谷崎潤一郎の『細雪』を読んだのは二十年以上前のことで、それまでは、谷崎潤一郎、志賀直哉というと、過去の人という気がして、読む気がしなかった。
『細雪』を読み始めて、すらすら読めるのに驚いた。
すこしもひっかからず、気持ちよく読める。
谷崎潤一郎という人は、日本語が上手だなあと感心した。
なるほど名作だと納得したついでに、志賀直哉の『暗夜行路』も読む気になって、読みかけたがすぐ投げ出した。

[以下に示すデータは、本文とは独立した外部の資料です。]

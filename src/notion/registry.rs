//! Document registry: resolves a daily document to a page id, creating it
//! when absent.
//!
//! Lookup is an exact title match within the target database. There is no
//! transactional create-if-absent primitive upstream, so two concurrent
//! resolves for the same key can both observe "absent" and create duplicate
//! pages. That race is tolerated: later resolves return the earliest-created
//! match deterministically and log the anomaly.

use super::Workspace;
use crate::{Error, Result};
use chrono::{Datelike, NaiveDate};
use std::sync::Arc;

/// Resolves daily documents within a single source database.
pub struct DocumentRegistry<W> {
    workspace: Arc<W>,
    database_id: String,
}

impl<W: Workspace> DocumentRegistry<W> {
    /// Creates a registry for the given database.
    pub fn new(workspace: Arc<W>, database_id: String) -> Self {
        Self {
            workspace,
            database_id,
        }
    }

    /// Finds an existing page by exact title, if any.
    ///
    /// Multiple matches resolve to the earliest-created page.
    pub async fn find_existing(&self, title: &str) -> Result<Option<String>> {
        let pages = self
            .workspace
            .find_pages_by_title(&self.database_id, title)
            .await
            .map_err(resolution_error)?;

        if pages.len() > 1 {
            tracing::warn!(
                title = %title,
                count = pages.len(),
                "duplicate daily documents found, using earliest"
            );
            metrics::counter!("syncpulse_duplicate_documents_total").increment(1);
        }

        Ok(pages.into_iter().next().map(|p| p.id))
    }

    /// Resolves the page for `title`, creating it when absent.
    ///
    /// On resolve of an existing page the `Week ending on` property is
    /// refreshed; a refresh failure is non-fatal.
    pub async fn resolve_or_create(&self, title: &str, today: NaiveDate) -> Result<String> {
        let week_ending = last_friday(today);

        if let Some(page_id) = self.find_existing(title).await? {
            tracing::debug!(page_id = %page_id, title = %title, "using existing daily document");
            if let Err(e) = self.workspace.set_week_ending(&page_id, week_ending).await {
                tracing::warn!(page_id = %page_id, error = %e, "could not refresh week ending");
            }
            return Ok(page_id);
        }

        tracing::info!(title = %title, "creating daily document");
        let page_id = self
            .workspace
            .create_page(&self.database_id, title, Some(week_ending))
            .await
            .map_err(resolution_error)?;

        Ok(page_id)
    }
}

fn resolution_error(error: Error) -> Error {
    Error::DocumentResolutionFailed(error.to_string())
}

/// Title of the daily document for a team and date.
#[must_use]
pub fn daily_title(team: &str, date: NaiveDate) -> String {
    format!("{team} Update @{}", date.format("%Y-%m-%d"))
}

/// The Friday ending the week that contains `today`.
///
/// Monday through Friday map to the upcoming (or current) Friday; Saturday
/// and Sunday map back to the Friday just passed.
#[must_use]
pub fn last_friday(today: NaiveDate) -> NaiveDate {
    let weekday = i64::from(today.weekday().num_days_from_monday());
    if weekday <= 4 {
        today + chrono::Duration::days(4 - weekday)
    } else {
        today - chrono::Duration::days(weekday - 4)
    }
}
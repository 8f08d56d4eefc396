//! HTTP surface.
//!
//! Four routes:
//!
//! | Route | Method | Purpose |
//! |-------|--------|---------|
//! | `/webhook` | POST | Signed project update ingestion |
//! | `/health` | GET | Liveness probe |
//! | `/rollup/trigger` | POST | Manual rollup run (same guard as the scheduler) |
//! | `/check/{database_id}` | GET | Database reachability probe |
//!
//! The webhook route reads the raw body bytes before any JSON parsing, since
//! the signature covers the exact bytes on the wire.

use crate::handler::{EventHandler, HandlerResult};
use crate::linear::TeamDirectory;
use crate::notion::Workspace;
use crate::rollup::{JobOutcome, RollupRunner};
use crate::{Error, Result};
use axum::body::Bytes;
use axum::extract::{Path, State};
use axum::http::{HeaderMap, StatusCode};
use axum::response::{IntoResponse, Response};
use axum::routing::{get, post};
use axum::{Json, Router};
use serde_json::json;
use std::sync::Arc;
use tokio::sync::watch;
use tower_http::trace::TraceLayer;

/// Header carrying the webhook signature.
const SIGNATURE_HEADER: &str = "linear-signature";

/// Shared state handed to every route handler.
pub struct AppState<D, W> {
    /// Webhook event handler.
    pub handler: Arc<EventHandler<D, W>>,
    /// Rollup runner shared with the scheduler.
    pub runner: Arc<RollupRunner<W>>,
    /// Workspace client, used directly by the reachability probe.
    pub workspace: Arc<W>,
}

impl<D, W> Clone for AppState<D, W> {
    fn clone(&self) -> Self {
        Self {
            handler: Arc::clone(&self.handler),
            runner: Arc::clone(&self.runner),
            workspace: Arc::clone(&self.workspace),
        }
    }
}

/// Builds the application router.
pub fn router<D, W>(state: AppState<D, W>) -> Router
where
    D: TeamDirectory + 'static,
    W: Workspace + 'static,
{
    Router::new()
        .route("/webhook", post(webhook::<D, W>))
        .route("/health", get(health))
        .route("/rollup/trigger", post(trigger_rollup::<D, W>))
        .route("/check/{database_id}", get(check_database::<D, W>))
        .layer(TraceLayer::new_for_http())
        .with_state(state)
}

/// Binds the listener and serves until the shutdown signal flips.
///
/// # Errors
///
/// Returns [`Error::OperationFailed`] when the port cannot be bound or the
/// server loop fails.
pub async fn serve<D, W>(
    state: AppState<D, W>,
    port: u16,
    mut shutdown: watch::Receiver<bool>,
) -> Result<()>
where
    D: TeamDirectory + 'static,
    W: Workspace + 'static,
{
    let listener = tokio::net::TcpListener::bind(("0.0.0.0", port))
        .await
        .map_err(|e| Error::OperationFailed {
            operation: "bind".to_string(),
            cause: format!("port {port}: {e}"),
        })?;
    tracing::info!(port, "listening");

    axum::serve(listener, router(state))
        .with_graceful_shutdown(async move {
            // Keep serving until the flag flips to true or the sender side
            // goes away.
            while !*shutdown.borrow() {
                if shutdown.changed().await.is_err() {
                    break;
                }
            }
        })
        .await
        .map_err(|e| Error::OperationFailed {
            operation: "serve".to_string(),
            cause: e.to_string(),
        })
}

async fn health() -> Response {
    (StatusCode::OK, Json(json!({ "status": "ok" }))).into_response()
}

async fn webhook<D, W>(
    State(state): State<AppState<D, W>>,
    headers: HeaderMap,
    body: Bytes,
) -> Response
where
    D: TeamDirectory + 'static,
    W: Workspace + 'static,
{
    let signature = headers
        .get(SIGNATURE_HEADER)
        .and_then(|value| value.to_str().ok());

    match state.handler.handle(&body, signature).await {
        HandlerResult::Success => {
            (StatusCode::OK, Json(json!({ "status": "ok" }))).into_response()
        },
        HandlerResult::Ignored => {
            (StatusCode::OK, Json(json!({ "status": "ignored" }))).into_response()
        },
        HandlerResult::Unauthorized => (
            StatusCode::UNAUTHORIZED,
            Json(json!({ "error": "invalid signature" })),
        )
            .into_response(),
        HandlerResult::Failed(message) => (
            StatusCode::BAD_GATEWAY,
            Json(json!({ "error": message })),
        )
            .into_response(),
    }
}

async fn trigger_rollup<D, W>(State(state): State<AppState<D, W>>) -> Response
where
    D: TeamDirectory + 'static,
    W: Workspace + 'static,
{
    let outcome = state.runner.run(chrono::Utc::now()).await;
    let status = match &outcome {
        JobOutcome::Succeeded { .. } => StatusCode::ACCEPTED,
        JobOutcome::Skipped => StatusCode::OK,
        JobOutcome::AlreadyRunning => StatusCode::CONFLICT,
        JobOutcome::Failed { .. } => StatusCode::INTERNAL_SERVER_ERROR,
    };
    (status, Json(outcome)).into_response()
}

async fn check_database<D, W>(
    State(state): State<AppState<D, W>>,
    Path(database_id): Path<String>,
) -> Response
where
    D: TeamDirectory + 'static,
    W: Workspace + 'static,
{
    match state.workspace.database_reachable(&database_id).await {
        Ok(()) => (
            StatusCode::OK,
            Json(json!({ "status": "reachable", "database_id": database_id })),
        )
            .into_response(),
        Err(e) => (
            StatusCode::BAD_GATEWAY,
            Json(json!({ "error": e.to_string(), "database_id": database_id })),
        )
            .into_response(),
    }
}
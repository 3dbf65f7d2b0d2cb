//! Configuration errors

use thiserror::Error;

#[derive(Error, Debug)]
pub enum ConfigError {
    /// Sources could not be read or deserialized
    #[error("Failed to load configuration: {0}")]
    Load(#[from] config_crate::ConfigError),

    /// A value is present but outside its legal range
    #[error("Invalid configuration value for {field}: {message}")]
    Invalid { field: String, message: String },
}

impl ConfigError {
    pub fn invalid(field: impl Into<String>, message: impl Into<String>) -> Self {
        Self::Invalid {
            field: field.into(),
            message: message.into(),
        }
    }
}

十年ほどしてから、もう一度読もうと思ったが、やはり読み続けることができなかった。
イヤな話、という印象だけが残っている。
そんなわけで、私の中では、谷崎と志賀の対戦は、はっきり結果が出ている。
○谷崎●志賀
いや、『暗夜行路』は全部読んだわけではないから、志賀直哉の予選敗退か、あるいは、谷崎の不戦勝か。
私が審判だとすると、試合開始早々、志賀直哉にレッドカードで退場というところだろうか。
先日、机の上に文庫本の『細雪』が置いてあった。
家内が読み返しているようだ。
私も再読する。
やはり、流れるような文章だと、感心したが、四人姉妹が出てくること以外は忘れている。
「上」を読み終わって、「下」を読み始めて、79ページ目に、「板倉」という名前が出てきたので首をひねった。
誰じゃ。
そんな男、出てきたかな。
次のページに、妙子が、奥畑の啓ぼんに愛想をつかした、と書いてあるのを読んで、やはり首をひねった。
妙子がいつ奥畑の啓ぼんに愛想をつかしたのだろうか。
そこで、ピンときた。
「中」があるのではなかろうか。
ありました。
「上、中、下」の三分冊なのであった。
私のカンがよかったから気づいたが、危うく谷崎にいっぱい食わされるところだった。
前にも一度、別の本でこういうことがあった。
そのとき、「上、中、下」はよくない、「1、2、3」にしなさいと、出版界に警告したはずだ。
「中」を飛ばして、「下」を80ページも読んでから気づくなんて、と思う人があるかもしれない。
しかし、小説の筋を追って読むのは初心者である。
私は、谷崎の文章を味わっている。
筋なんかどうでもいい。
それでも、何か変だなと気づくのはたいしたものだと思う。